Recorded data
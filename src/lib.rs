//! # yaspp
//!
//! The configuration and navigation core of a static site generator, plus the
//! runner the build uses to shell out to external tools.
//!
//! # Architecture
//!
//! ```text
//! yaspp.config.json ──► config ──► site ──► nav file ──► nav (NavData)
//!                                                          │
//!                                 page renderer ◄── resolve_section / resolve_group
//!
//! build step ──► ProcessOptions ──► exec::ProcessRunner ──► ProcessOutput
//! ```
//!
//! The navigation model and the process runner do not depend on each other.
//! Rendering, content copying and content discovery live outside this crate
//! and consume these types.
//!
//! # Module Map
//!
//! | Module | Role |
//! |--------|------|
//! | [`config`] | `yaspp.config.json` schema, layered loading, validation |
//! | [`site`] | Loads a project's config and the navigation file it names |
//! | [`nav`] | Normalized navigation store, integrity checks, localized projections |
//! | [`exec`] | External command runner with dry-run, quiet, streaming and progress |
//! | [`output`] | CLI output formatting |
//!
//! # Design Decisions
//!
//! ## Normalized Navigation
//!
//! Items, sections and groups are stored in three id-keyed maps and only
//! joined on demand. An item shared by several menus is defined once, and a
//! broken reference is a checkable property of the data rather than a
//! rendering surprise. Resolution is strictly typed by reference site: a
//! section's entries are always items, a group's entries are always sections
//! or groups.
//!
//! ## One Result Shape for Commands
//!
//! [`exec::ProcessRunner::run`] never returns an error. Commands that could
//! not start, timed out, or exited non-zero all come back as a
//! [`exec::ProcessOutput`] with a non-zero `status`, so a build step inspects
//! one value whatever happened.
//!
//! ## Injected Console and Executor
//!
//! The runner writes through a [`exec::Console`] and spawns through a
//! [`exec::CommandExecutor`]. Production uses stdout and `std::process`;
//! tests swap in recorders and scripted fakes.

pub mod config;
pub mod exec;
pub mod nav;
pub mod output;
pub mod site;

#[cfg(test)]
pub(crate) mod test_helpers;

### PROBLEM
Scan the data above for the word "zero" and report every line where it is found.

### THE COMPLETED TASK
//! not start, timed out, or exited non-zero all come back as a
//! [`exec::ProcessOutput`] with a non-zero `status`, so a build step inspects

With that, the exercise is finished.